From the entries below, return every line that includes the word "json".

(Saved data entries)
--- START ---
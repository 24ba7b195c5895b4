// SPDX-FileCopyrightText: 2026 Storefront Contributors
// SPDX-License-Identifier: MIT OR Apache-2.0

//! Reporting aggregates.
//!
//! Amounts are stored as decimal text, so sums are taken in Rust rather
//! than with SQLite's floating-point `SUM`.

use chrono::{DateTime, Utc};
use rusqlite::params;
use storefront_core::StorefrontError;
use storefront_core::types::{DailyStats, EventType, OrderStatus};

use crate::database::{Database, decimal_column, enum_column, format_ts, map_tr_err};

/// Order figures for orders created at or after `since`.
///
/// Orders still pending count as abandoned alongside explicitly abandoned
/// ones. An order counts as recovered when it is completed and a reminder
/// was successfully sent for it.
pub async fn daily_stats(db: &Database, since: DateTime<Utc>) -> Result<DailyStats, StorefrontError> {
    let since = format_ts(since);
    db.connection()
        .call(move |conn| -> Result<DailyStats, rusqlite::Error> {
            let mut stmt = conn.prepare(
                "SELECT o.status, o.amount,
                        EXISTS(
                            SELECT 1 FROM automation_events ae
                            WHERE ae.order_id = o.id AND ae.event_type = ?2
                        )
                 FROM orders o
                 WHERE o.created_at >= ?1",
            )?;
            let rows = stmt.query_map(
                params![since, EventType::ReminderSent.to_string()],
                |row| {
                    let status: OrderStatus = enum_column(row, 0)?;
                    let amount = decimal_column(row, 1)?;
                    let reminded: bool = row.get(2)?;
                    Ok((status, amount, reminded))
                },
            )?;

            let mut stats = DailyStats::default();
            for row in rows {
                let (status, amount, reminded) = row?;
                stats.new_orders += 1;
                match status {
                    OrderStatus::Completed => {
                        stats.total_revenue += amount;
                        if reminded {
                            stats.recovered_count += 1;
                        }
                    }
                    OrderStatus::Abandoned | OrderStatus::Pending => {
                        stats.abandoned_count += 1;
                        stats.lost_revenue += amount;
                    }
                }
            }
            Ok(stats)
        })
        .await
        .map_err(map_tr_err)
}

#[cfg(test)]
mod tests {
    use rust_decimal::Decimal;
    use serde_json::json;
    use storefront_core::types::{LineItem, NewEvent, NewOrder};

    use super::*;
    use crate::queries::customers::upsert_customer;
    use crate::queries::events::record_event;
    use crate::queries::orders::{create_order, manual_abandon, transition_order};
    use crate::queries::test_support::{at, open_temp_db};

    async fn order(db: &Database, customer_id: i64, cents: i64, hour: u32) -> i64 {
        create_order(
            db,
            &NewOrder {
                customer_id,
                items: vec![LineItem {
                    name: "Thali".into(),
                    unit_price: Decimal::new(cents, 2),
                    quantity: 1,
                }],
                created_at: at(hour, 0),
            },
        )
        .await
        .unwrap()
        .id
    }

    #[tokio::test]
    async fn stats_split_revenue_by_outcome() {
        let (db, _dir) = open_temp_db().await;
        let customer = upsert_customer(&db, "919800000050", None, at(1, 0))
            .await
            .unwrap();

        // Before the window.
        let old = order(&db, customer.id, 100_00, 1).await;
        transition_order(&db, old, OrderStatus::Completed, at(2, 0))
            .await
            .unwrap();

        let plain = order(&db, customer.id, 250_50, 9).await;
        transition_order(&db, plain, OrderStatus::Completed, at(9, 5))
            .await
            .unwrap();

        let recovered = order(&db, customer.id, 120_00, 10).await;
        record_event(
            &db,
            &NewEvent {
                customer_id: customer.id,
                order_id: recovered,
                event_type: EventType::ReminderSent,
                metadata: json!({ "order_id": recovered, "status": "success" }),
                created_at: at(10, 20),
            },
        )
        .await
        .unwrap();
        transition_order(&db, recovered, OrderStatus::Completed, at(10, 40))
            .await
            .unwrap();

        let lost = order(&db, customer.id, 80_25, 11).await;
        assert!(manual_abandon(&db, lost, at(11, 30)).await.unwrap());

        // Still pending, counted as at risk.
        order(&db, customer.id, 10_00, 12).await;

        let stats = daily_stats(&db, at(8, 0)).await.unwrap();
        assert_eq!(stats.new_orders, 4);
        assert_eq!(stats.total_revenue, Decimal::new(370_50, 2));
        assert_eq!(stats.abandoned_count, 2);
        assert_eq!(stats.lost_revenue, Decimal::new(90_25, 2));
        assert_eq!(stats.recovered_count, 1);
    }

    #[tokio::test]
    async fn empty_window_is_all_zero() {
        let (db, _dir) = open_temp_db().await;
        let stats = daily_stats(&db, at(0, 0)).await.unwrap();
        assert_eq!(stats, DailyStats::default());
    }
}
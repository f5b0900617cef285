//! Configuration validation.
//!
//! # Responsibilities
//! - Semantic validation (serde handles syntactic)
//! - Validate addresses and value ranges
//!
//! # Design Decisions
//! - Returns all validation errors, not just first
//! - Header-name checks are left to the GeoIP layer, which owns them

use std::net::SocketAddr;

use axum::http::uri::Authority;

use crate::config::schema::ProxyConfig;

/// A single semantic problem in the configuration.
#[derive(Debug, Clone, PartialEq, Eq, thiserror::Error)]
#[error("{field}: {message}")]
pub struct ValidationError {
    pub field: &'static str,
    pub message: String,
}

impl ValidationError {
    fn new(field: &'static str, message: impl Into<String>) -> Self {
        Self {
            field,
            message: message.into(),
        }
    }
}

/// Check a parsed configuration, collecting every problem found.
pub fn validate_config(config: &ProxyConfig) -> Result<(), Vec<ValidationError>> {
    let mut errors = Vec::new();

    if config.listener.bind_address.parse::<SocketAddr>().is_err() {
        errors.push(ValidationError::new(
            "listener.bind_address",
            format!("{:?} is not a socket address", config.listener.bind_address),
        ));
    }

    if let Some(address) = &config.upstream.address {
        if address.parse::<Authority>().is_err() {
            errors.push(ValidationError::new(
                "upstream.address",
                format!("{address:?} is not a host:port authority"),
            ));
        }
    }

    if config.timeouts.request_secs == 0 {
        errors.push(ValidationError::new("timeouts.request_secs", "must be greater than zero"));
    }

    if config.observability.metrics_enabled
        && config.observability.metrics_address.parse::<SocketAddr>().is_err()
    {
        errors.push(ValidationError::new(
            "observability.metrics_address",
            format!("{:?} is not a socket address", config.observability.metrics_address),
        ));
    }

    if config.geoip.filename.as_os_str().is_empty() {
        errors.push(ValidationError::new("geoip.filename", "must be set"));
    }

    if config.geoip.country_header.is_empty() {
        errors.push(ValidationError::new("geoip.country_header", "must be not empty"));
    }

    if errors.is_empty() {
        Ok(())
    } else {
        Err(errors)
    }
}
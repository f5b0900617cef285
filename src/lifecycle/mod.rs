//! Lifecycle management subsystem.
//!
//! # Data Flow
//! ```text
//! Startup (main.rs):
//!     Load config → Validate → Open GeoIP database → Bind listener → Serve
//!
//! Shutdown (shutdown.rs):
//!     Signal received → broadcast → server stops accepting → drain → exit
//!
//! Signals (signals.rs):
//!     SIGTERM/SIGINT → trigger graceful shutdown
//! ```
//!
//! # Design Decisions
//! - A failed database open aborts startup before the listener is bound
//! - The database handle lives until the server (and its layers) drop

pub mod shutdown;
pub mod signals;

pub use shutdown::Shutdown;
//! Request identification.
//!
//! # Responsibilities
//! - Generate a unique request ID (UUID v4) for every request
//! - Keep a client-supplied `x-request-id` when one is present
//! - Echo the ID back on the response
//!
//! # Design Decisions
//! - Request ID added as early as possible for tracing
//! - The ID travels to the upstream with the other request headers

use axum::http::{HeaderName, HeaderValue, Request};
use tower_http::request_id::{MakeRequestId, PropagateRequestIdLayer, RequestId, SetRequestIdLayer};
use uuid::Uuid;

/// Header carrying the request ID.
pub const X_REQUEST_ID: HeaderName = HeaderName::from_static("x-request-id");

/// Generates UUID v4 request IDs.
#[derive(Debug, Clone, Copy, Default)]
pub struct MakeRequestUuid;

impl MakeRequestId for MakeRequestUuid {
    fn make_request_id<B>(&mut self, _request: &Request<B>) -> Option<RequestId> {
        let id = Uuid::new_v4().to_string();
        HeaderValue::from_str(&id).ok().map(RequestId::new)
    }
}

/// Layer that assigns an ID to requests that lack one.
pub fn set_request_id_layer() -> SetRequestIdLayer<MakeRequestUuid> {
    SetRequestIdLayer::new(X_REQUEST_ID, MakeRequestUuid)
}

/// Layer that copies the request ID onto the response.
pub fn propagate_request_id_layer() -> PropagateRequestIdLayer {
    PropagateRequestIdLayer::new(X_REQUEST_ID)
}

/// The request ID, or `"unknown"` if none was assigned.
pub fn request_id<B>(request: &Request<B>) -> &str {
    request
        .headers()
        .get(X_REQUEST_ID)
        .and_then(|v| v.to_str().ok())
        .unwrap_or("unknown")
}
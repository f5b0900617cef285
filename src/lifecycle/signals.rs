//! OS signal handling.

/// Resolve on Ctrl-C, or SIGTERM on unix.
pub async fn wait_for_signal() {
    let ctrl_c = async {
        if let Err(e) = tokio::signal::ctrl_c().await {
            tracing::error!(error = %e, "Failed to listen for Ctrl+C");
            std::future::pending::<()>().await;
        }
    };

    #[cfg(unix)]
    let terminate = async {
        match tokio::signal::unix::signal(tokio::signal::unix::SignalKind::terminate()) {
            Ok(mut signal) => {
                signal.recv().await;
            }
            Err(e) => {
                tracing::error!(error = %e, "Failed to install SIGTERM handler");
                std::future::pending::<()>().await;
            }
        }
    };

    #[cfg(not(unix))]
    let terminate = std::future::pending::<()>();

    tokio::select! {
        _ = ctrl_c => tracing::info!("Received Ctrl+C"),
        _ = terminate => tracing::info!("Received SIGTERM"),
    }
}
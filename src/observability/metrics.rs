//! Metrics collection and exposition.
//!
//! # Metrics
//! - `proxy_requests_total` (counter): requests by method, status, upstream
//! - `proxy_request_duration_seconds` (histogram): latency distribution

use std::net::SocketAddr;
use std::time::Instant;

use metrics::{counter, describe_counter, describe_histogram, histogram, Unit};
use metrics_exporter_prometheus::{BuildError, PrometheusBuilder};

/// Install the Prometheus recorder and its scrape endpoint on `addr`.
///
/// Must run inside a Tokio runtime; the exporter spawns its HTTP listener.
pub fn init_metrics(addr: SocketAddr) -> Result<(), BuildError> {
    PrometheusBuilder::new().with_http_listener(addr).install()?;

    describe_counter!("proxy_requests_total", "Total requests handled by the proxy");
    describe_histogram!(
        "proxy_request_duration_seconds",
        Unit::Seconds,
        "Time from request receipt to response headers"
    );

    tracing::info!(address = %addr, "Metrics endpoint listening");
    Ok(())
}

/// Record a completed request.
pub fn record_request(method: &str, status: u16, upstream: &str, start: Instant) {
    let labels = [
        ("method", method.to_string()),
        ("status", status.to_string()),
        ("upstream", upstream.to_string()),
    ];

    counter!("proxy_requests_total", &labels).increment(1);
    histogram!("proxy_request_duration_seconds", &labels).record(start.elapsed().as_secs_f64());
}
--- END ---
- **Written answer**
    use serde_json::json;
                metadata: json!({ "order_id": recovered, "status": "success" }),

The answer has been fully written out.